_Task brief_.
Return, from the data below, each line that contains the word "types".

_Record excerpts_.
-.-.-

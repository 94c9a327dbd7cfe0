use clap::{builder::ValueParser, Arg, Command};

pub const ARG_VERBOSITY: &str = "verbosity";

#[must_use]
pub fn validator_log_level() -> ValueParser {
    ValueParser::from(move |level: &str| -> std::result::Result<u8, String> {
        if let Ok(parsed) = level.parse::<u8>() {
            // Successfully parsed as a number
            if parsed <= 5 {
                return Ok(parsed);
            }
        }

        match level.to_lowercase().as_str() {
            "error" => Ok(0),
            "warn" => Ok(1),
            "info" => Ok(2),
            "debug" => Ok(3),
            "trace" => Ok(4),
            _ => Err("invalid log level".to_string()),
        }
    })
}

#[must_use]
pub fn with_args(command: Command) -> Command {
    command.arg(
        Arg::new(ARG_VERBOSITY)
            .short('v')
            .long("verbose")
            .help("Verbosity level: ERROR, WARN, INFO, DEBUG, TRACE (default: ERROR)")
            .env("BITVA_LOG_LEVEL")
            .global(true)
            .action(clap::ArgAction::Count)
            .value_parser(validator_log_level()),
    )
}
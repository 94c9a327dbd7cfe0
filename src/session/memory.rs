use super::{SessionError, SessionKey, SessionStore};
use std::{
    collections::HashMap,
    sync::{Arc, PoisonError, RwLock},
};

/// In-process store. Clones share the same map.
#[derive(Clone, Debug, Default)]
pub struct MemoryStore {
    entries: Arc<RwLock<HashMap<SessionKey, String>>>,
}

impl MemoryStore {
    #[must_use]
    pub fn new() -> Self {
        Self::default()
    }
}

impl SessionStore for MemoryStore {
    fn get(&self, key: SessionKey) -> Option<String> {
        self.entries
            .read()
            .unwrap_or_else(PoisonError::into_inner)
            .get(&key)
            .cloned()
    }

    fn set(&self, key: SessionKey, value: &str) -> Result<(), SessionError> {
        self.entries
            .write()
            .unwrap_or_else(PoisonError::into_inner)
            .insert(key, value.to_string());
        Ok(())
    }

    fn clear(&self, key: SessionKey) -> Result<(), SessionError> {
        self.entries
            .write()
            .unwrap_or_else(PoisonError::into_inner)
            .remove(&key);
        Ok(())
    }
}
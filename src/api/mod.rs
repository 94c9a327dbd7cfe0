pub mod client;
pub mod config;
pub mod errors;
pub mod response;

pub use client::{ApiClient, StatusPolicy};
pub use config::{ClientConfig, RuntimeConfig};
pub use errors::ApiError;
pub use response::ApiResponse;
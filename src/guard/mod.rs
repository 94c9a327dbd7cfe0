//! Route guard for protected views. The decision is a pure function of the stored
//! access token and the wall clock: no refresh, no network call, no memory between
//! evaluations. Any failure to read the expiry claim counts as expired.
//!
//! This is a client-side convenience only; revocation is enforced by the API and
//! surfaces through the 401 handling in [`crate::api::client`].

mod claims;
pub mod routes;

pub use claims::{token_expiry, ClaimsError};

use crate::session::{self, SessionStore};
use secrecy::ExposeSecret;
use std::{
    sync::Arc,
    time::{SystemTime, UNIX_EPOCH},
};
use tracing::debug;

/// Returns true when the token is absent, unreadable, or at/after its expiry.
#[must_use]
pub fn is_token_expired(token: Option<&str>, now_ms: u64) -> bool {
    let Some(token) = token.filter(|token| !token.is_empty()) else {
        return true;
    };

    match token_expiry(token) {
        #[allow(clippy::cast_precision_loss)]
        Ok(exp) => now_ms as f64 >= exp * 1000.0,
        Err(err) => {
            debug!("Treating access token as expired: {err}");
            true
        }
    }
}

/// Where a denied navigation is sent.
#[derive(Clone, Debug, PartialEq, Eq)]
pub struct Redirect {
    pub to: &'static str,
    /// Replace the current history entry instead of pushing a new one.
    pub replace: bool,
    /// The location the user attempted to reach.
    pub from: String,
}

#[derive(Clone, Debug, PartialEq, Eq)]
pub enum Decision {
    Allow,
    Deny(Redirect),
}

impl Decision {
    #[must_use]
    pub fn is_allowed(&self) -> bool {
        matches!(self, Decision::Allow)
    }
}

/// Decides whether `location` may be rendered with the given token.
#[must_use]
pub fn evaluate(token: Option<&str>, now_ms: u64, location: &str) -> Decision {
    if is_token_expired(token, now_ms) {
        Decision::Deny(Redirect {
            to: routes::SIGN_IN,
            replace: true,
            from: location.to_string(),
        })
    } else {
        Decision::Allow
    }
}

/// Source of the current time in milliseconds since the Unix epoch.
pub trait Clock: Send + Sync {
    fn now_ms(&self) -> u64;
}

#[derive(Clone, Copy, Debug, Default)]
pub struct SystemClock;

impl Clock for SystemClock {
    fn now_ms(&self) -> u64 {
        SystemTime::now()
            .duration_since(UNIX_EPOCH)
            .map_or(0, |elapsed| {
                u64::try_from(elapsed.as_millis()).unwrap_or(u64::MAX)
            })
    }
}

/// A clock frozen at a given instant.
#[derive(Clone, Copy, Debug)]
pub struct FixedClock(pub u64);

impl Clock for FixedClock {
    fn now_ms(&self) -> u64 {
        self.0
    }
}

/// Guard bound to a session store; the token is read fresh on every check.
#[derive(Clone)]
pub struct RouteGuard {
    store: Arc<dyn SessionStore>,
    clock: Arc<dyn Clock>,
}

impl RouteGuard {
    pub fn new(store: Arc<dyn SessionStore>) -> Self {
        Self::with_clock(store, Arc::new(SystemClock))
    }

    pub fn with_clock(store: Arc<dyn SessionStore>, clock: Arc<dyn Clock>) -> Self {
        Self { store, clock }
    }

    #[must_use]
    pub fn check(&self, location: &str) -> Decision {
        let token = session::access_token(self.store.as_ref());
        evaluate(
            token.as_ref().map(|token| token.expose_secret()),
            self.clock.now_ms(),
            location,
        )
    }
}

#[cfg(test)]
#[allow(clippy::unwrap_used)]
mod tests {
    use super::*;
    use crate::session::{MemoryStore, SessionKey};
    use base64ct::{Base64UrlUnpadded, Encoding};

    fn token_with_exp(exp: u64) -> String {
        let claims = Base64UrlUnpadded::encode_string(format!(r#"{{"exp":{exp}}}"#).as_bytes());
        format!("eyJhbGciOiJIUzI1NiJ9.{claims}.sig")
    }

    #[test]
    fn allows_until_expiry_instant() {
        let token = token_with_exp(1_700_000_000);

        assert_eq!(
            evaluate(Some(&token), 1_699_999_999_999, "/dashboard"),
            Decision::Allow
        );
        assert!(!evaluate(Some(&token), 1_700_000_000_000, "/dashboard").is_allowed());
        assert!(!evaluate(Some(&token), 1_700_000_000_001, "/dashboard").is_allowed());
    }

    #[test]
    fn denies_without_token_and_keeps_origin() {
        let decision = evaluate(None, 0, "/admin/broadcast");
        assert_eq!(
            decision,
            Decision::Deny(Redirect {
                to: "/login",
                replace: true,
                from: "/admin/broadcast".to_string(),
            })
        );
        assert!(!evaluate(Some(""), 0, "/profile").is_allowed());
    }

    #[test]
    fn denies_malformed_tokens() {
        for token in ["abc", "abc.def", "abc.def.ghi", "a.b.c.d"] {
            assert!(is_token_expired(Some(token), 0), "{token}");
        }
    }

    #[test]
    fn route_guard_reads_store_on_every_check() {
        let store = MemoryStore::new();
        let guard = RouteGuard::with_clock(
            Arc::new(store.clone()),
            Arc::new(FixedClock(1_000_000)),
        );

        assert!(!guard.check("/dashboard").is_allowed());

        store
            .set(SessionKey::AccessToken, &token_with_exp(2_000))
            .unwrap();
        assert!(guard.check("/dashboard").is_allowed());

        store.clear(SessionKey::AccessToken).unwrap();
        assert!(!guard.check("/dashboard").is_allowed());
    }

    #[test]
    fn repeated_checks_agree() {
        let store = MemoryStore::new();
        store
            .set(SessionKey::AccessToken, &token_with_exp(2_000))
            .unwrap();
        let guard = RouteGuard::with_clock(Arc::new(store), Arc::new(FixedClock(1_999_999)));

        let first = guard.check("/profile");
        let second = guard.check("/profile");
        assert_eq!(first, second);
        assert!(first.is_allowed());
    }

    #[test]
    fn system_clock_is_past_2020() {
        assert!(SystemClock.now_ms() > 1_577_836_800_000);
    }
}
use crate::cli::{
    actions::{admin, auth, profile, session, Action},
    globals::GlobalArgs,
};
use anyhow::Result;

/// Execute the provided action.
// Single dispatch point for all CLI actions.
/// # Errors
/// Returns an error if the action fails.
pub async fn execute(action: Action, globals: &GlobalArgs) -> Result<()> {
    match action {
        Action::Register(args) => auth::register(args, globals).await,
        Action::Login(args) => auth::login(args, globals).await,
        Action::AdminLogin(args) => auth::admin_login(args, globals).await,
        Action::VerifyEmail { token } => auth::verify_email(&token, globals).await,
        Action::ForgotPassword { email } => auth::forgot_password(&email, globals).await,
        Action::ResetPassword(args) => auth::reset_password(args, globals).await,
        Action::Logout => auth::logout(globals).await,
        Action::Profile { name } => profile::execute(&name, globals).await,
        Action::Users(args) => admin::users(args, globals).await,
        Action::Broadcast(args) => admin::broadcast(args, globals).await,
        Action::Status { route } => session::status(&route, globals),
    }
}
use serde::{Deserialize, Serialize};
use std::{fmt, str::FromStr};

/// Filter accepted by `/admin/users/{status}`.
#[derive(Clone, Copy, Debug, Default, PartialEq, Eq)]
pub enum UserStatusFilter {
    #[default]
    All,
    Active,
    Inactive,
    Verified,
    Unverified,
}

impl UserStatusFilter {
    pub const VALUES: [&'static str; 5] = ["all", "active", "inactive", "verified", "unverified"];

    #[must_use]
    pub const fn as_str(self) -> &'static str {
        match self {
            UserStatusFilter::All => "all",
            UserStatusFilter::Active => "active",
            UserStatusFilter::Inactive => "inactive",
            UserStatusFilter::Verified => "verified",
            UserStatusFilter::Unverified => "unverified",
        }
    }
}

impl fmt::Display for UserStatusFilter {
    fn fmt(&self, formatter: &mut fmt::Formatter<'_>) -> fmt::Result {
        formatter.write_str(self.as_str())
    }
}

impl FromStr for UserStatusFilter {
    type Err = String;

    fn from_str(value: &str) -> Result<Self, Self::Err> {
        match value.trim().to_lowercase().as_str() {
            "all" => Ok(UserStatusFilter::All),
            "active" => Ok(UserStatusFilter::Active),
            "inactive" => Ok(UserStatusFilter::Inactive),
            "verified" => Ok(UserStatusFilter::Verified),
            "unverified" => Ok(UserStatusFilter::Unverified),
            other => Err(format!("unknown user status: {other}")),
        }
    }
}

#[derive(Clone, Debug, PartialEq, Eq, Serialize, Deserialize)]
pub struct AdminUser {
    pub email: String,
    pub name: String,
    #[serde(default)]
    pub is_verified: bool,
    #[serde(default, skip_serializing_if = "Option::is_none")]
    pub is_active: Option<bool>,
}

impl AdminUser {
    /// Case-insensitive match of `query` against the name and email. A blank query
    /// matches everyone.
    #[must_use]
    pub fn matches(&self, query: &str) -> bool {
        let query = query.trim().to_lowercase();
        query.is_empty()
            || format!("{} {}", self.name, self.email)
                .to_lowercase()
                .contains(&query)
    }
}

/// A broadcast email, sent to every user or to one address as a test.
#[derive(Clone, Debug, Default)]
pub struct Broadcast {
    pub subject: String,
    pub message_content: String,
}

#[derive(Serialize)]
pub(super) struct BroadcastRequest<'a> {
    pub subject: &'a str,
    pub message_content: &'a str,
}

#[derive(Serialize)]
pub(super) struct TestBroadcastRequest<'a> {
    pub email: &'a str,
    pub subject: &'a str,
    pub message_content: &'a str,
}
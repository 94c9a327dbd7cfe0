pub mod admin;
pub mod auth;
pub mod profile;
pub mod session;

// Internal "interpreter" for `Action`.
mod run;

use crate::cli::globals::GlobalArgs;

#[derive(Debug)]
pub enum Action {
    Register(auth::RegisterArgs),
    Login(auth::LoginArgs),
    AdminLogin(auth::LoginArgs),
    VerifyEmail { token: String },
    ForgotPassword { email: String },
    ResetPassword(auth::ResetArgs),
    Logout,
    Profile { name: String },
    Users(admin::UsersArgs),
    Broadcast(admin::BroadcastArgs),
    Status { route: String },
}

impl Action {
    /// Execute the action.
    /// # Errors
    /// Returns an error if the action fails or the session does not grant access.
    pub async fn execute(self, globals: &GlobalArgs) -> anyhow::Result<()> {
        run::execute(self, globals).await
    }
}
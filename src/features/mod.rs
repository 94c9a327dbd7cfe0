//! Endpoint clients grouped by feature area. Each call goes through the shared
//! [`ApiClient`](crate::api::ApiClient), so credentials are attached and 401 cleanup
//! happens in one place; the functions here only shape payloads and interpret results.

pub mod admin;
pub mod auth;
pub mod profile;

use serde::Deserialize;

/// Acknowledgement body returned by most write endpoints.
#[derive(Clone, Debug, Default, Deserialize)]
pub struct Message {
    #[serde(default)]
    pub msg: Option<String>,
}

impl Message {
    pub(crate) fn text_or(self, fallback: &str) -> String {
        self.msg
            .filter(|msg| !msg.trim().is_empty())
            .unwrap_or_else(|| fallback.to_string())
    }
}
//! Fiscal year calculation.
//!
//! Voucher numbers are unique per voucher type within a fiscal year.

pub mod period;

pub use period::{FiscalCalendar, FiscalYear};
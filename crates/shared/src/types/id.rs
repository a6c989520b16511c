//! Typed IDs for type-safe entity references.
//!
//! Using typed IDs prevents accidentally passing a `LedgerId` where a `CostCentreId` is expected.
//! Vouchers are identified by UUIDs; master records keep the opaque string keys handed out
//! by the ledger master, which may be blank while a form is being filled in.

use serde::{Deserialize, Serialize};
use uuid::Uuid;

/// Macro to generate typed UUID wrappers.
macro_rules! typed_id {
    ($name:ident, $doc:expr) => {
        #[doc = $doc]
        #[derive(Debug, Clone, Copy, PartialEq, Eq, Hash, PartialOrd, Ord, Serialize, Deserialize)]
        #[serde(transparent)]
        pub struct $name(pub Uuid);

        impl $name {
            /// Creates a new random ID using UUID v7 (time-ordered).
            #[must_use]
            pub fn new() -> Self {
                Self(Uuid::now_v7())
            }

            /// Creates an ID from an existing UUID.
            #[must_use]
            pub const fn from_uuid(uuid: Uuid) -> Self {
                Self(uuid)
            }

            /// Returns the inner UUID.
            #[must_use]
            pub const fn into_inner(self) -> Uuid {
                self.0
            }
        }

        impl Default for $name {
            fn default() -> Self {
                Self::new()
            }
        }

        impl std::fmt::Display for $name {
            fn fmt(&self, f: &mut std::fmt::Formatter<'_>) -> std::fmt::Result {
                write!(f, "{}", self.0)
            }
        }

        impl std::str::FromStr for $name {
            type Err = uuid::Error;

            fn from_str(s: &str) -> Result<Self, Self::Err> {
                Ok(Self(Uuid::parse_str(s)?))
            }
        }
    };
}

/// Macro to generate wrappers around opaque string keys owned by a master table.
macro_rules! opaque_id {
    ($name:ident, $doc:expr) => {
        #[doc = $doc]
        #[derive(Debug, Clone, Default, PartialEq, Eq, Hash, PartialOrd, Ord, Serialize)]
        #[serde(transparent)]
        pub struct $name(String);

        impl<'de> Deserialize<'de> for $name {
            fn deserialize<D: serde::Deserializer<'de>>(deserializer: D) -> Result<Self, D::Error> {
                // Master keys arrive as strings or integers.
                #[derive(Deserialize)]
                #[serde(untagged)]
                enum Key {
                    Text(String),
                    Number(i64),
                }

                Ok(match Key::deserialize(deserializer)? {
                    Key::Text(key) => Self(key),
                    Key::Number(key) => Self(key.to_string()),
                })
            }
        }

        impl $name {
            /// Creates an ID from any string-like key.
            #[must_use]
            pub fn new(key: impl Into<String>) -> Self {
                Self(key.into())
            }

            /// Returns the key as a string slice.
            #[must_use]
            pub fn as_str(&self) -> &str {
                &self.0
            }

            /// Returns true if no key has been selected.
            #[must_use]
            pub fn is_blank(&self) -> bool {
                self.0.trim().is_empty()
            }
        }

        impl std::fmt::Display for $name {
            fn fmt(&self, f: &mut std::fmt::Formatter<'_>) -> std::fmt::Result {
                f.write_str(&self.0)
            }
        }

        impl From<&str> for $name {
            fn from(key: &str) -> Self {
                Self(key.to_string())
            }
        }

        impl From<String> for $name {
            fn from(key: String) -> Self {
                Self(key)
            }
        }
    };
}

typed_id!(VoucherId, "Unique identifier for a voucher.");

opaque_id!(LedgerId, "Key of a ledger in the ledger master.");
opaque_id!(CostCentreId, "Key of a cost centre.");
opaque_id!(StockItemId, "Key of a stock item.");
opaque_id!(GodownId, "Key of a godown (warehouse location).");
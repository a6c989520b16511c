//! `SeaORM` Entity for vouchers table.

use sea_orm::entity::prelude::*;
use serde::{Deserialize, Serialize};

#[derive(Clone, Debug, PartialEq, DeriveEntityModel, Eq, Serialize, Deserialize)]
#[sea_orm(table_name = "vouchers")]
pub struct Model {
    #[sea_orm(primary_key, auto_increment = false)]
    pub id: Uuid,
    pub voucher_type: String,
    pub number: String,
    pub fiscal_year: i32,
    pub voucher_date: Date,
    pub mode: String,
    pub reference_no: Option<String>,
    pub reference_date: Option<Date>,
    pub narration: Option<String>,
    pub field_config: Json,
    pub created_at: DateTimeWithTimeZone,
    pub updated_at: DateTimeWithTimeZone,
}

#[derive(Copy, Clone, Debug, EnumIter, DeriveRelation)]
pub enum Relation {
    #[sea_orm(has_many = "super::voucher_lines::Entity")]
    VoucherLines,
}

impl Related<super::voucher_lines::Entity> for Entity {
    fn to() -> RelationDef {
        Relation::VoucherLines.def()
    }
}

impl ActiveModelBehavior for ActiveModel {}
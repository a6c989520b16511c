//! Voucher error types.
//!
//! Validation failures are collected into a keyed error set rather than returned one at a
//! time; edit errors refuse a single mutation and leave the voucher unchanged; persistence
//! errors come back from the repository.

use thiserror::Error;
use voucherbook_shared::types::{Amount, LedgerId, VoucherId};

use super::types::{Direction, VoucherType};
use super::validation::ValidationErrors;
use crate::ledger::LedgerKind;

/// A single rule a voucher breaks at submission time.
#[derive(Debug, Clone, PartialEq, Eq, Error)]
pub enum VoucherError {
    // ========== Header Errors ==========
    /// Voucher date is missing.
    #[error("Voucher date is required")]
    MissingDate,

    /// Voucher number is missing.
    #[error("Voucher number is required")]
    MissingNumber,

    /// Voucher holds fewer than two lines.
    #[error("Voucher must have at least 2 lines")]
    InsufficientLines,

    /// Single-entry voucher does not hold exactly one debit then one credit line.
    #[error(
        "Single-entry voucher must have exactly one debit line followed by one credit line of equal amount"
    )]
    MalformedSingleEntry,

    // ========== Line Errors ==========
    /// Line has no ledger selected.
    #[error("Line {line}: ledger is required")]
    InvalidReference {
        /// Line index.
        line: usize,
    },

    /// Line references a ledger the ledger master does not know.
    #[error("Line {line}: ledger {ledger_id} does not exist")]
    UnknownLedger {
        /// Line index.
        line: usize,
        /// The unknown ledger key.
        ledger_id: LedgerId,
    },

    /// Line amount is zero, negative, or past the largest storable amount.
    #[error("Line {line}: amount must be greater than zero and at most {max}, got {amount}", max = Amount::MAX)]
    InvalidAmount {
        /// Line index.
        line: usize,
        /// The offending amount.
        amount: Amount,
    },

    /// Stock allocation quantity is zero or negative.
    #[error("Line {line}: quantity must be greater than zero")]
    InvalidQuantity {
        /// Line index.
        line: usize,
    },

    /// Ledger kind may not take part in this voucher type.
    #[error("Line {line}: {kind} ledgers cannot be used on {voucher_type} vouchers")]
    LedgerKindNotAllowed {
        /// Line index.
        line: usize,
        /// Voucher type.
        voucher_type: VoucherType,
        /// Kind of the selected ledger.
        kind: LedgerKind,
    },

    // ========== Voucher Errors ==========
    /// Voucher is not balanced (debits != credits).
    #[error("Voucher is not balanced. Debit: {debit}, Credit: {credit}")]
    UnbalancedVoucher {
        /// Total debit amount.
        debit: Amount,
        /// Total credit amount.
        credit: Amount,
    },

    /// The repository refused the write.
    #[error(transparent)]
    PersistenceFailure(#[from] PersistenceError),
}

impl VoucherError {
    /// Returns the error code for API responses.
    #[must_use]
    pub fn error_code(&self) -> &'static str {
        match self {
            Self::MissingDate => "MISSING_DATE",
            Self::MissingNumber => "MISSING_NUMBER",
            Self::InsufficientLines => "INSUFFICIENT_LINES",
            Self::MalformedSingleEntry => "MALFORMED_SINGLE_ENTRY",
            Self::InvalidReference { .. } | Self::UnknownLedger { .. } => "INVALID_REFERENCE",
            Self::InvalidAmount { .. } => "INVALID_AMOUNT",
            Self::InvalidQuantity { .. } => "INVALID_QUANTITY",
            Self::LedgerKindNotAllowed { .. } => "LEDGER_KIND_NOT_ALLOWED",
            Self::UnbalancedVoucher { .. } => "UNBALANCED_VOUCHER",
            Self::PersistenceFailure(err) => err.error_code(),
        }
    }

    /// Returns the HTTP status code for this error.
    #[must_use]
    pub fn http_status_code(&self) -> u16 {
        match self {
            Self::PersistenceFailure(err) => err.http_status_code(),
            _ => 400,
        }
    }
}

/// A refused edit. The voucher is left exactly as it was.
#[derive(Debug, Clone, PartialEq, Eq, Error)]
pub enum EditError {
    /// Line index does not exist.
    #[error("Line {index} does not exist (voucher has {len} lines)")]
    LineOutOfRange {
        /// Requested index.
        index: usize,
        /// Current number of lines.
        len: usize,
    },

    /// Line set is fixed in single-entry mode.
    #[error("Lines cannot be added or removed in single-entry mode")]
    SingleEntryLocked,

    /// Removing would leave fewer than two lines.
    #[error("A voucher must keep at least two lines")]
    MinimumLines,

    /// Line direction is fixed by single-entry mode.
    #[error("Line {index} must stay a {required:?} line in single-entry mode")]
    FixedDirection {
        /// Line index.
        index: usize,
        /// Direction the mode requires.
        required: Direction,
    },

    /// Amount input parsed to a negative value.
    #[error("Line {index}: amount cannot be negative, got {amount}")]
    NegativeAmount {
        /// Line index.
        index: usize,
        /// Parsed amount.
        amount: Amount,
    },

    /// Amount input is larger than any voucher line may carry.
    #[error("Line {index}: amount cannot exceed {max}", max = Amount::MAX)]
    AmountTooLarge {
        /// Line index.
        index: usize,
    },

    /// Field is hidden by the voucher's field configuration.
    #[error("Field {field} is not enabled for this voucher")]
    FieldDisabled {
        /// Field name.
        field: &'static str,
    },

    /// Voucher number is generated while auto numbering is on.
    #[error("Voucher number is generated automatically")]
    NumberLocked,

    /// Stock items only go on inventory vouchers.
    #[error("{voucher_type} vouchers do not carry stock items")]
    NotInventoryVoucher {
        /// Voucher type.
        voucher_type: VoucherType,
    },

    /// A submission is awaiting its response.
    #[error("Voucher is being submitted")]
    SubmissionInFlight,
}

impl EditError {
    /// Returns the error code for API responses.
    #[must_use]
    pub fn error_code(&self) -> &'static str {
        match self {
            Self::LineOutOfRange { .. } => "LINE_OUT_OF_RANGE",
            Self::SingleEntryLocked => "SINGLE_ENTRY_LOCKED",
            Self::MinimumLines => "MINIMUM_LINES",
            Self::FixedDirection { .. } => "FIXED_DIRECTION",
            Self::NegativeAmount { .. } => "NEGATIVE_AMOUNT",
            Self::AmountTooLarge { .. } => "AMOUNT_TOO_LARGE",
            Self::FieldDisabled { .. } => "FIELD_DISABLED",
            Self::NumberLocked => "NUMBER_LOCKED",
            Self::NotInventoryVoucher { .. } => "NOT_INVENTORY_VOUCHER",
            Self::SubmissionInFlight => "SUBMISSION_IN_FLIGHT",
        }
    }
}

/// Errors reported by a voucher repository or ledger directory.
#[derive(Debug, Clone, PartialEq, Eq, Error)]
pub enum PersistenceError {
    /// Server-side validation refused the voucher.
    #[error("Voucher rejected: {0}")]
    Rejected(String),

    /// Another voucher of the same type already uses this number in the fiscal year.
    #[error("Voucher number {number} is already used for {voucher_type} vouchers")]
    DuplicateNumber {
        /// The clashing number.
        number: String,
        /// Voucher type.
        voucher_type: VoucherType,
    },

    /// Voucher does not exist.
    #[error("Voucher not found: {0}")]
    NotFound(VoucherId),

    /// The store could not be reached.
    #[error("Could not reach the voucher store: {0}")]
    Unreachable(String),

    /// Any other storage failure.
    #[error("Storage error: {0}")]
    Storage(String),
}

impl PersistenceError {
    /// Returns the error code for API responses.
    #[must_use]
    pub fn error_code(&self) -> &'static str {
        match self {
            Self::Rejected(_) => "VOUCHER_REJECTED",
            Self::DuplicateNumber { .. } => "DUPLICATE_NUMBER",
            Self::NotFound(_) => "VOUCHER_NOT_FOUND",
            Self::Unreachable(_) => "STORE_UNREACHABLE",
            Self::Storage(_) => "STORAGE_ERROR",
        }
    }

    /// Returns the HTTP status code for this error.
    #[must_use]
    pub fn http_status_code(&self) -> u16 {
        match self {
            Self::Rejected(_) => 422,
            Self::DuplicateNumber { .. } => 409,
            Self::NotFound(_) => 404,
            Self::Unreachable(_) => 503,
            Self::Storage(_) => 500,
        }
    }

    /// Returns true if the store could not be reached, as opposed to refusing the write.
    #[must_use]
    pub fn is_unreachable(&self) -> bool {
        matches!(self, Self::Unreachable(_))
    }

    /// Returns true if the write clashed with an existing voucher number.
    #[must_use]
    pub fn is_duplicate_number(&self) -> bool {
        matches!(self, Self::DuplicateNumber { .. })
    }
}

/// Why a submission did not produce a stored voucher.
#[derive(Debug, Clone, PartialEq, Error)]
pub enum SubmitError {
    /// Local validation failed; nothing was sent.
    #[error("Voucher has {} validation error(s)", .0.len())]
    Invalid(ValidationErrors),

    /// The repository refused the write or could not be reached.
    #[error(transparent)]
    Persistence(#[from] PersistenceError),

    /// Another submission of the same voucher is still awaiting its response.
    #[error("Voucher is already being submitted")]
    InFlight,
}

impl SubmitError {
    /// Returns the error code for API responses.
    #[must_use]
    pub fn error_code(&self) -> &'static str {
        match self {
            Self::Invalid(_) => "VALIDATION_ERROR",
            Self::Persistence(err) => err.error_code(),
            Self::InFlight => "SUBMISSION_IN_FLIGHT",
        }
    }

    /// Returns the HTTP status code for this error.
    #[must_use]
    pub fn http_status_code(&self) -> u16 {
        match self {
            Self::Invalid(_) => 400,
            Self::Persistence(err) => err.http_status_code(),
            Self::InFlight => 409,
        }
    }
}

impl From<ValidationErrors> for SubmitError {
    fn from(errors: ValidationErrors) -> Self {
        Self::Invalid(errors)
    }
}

-.-.-

_Problem solution_.
filename crates/shared/src/types/id.rs
//! Voucher error types.
use voucherbook_shared::types::{Amount, LedgerId, VoucherId};
use super::types::{Direction, VoucherType};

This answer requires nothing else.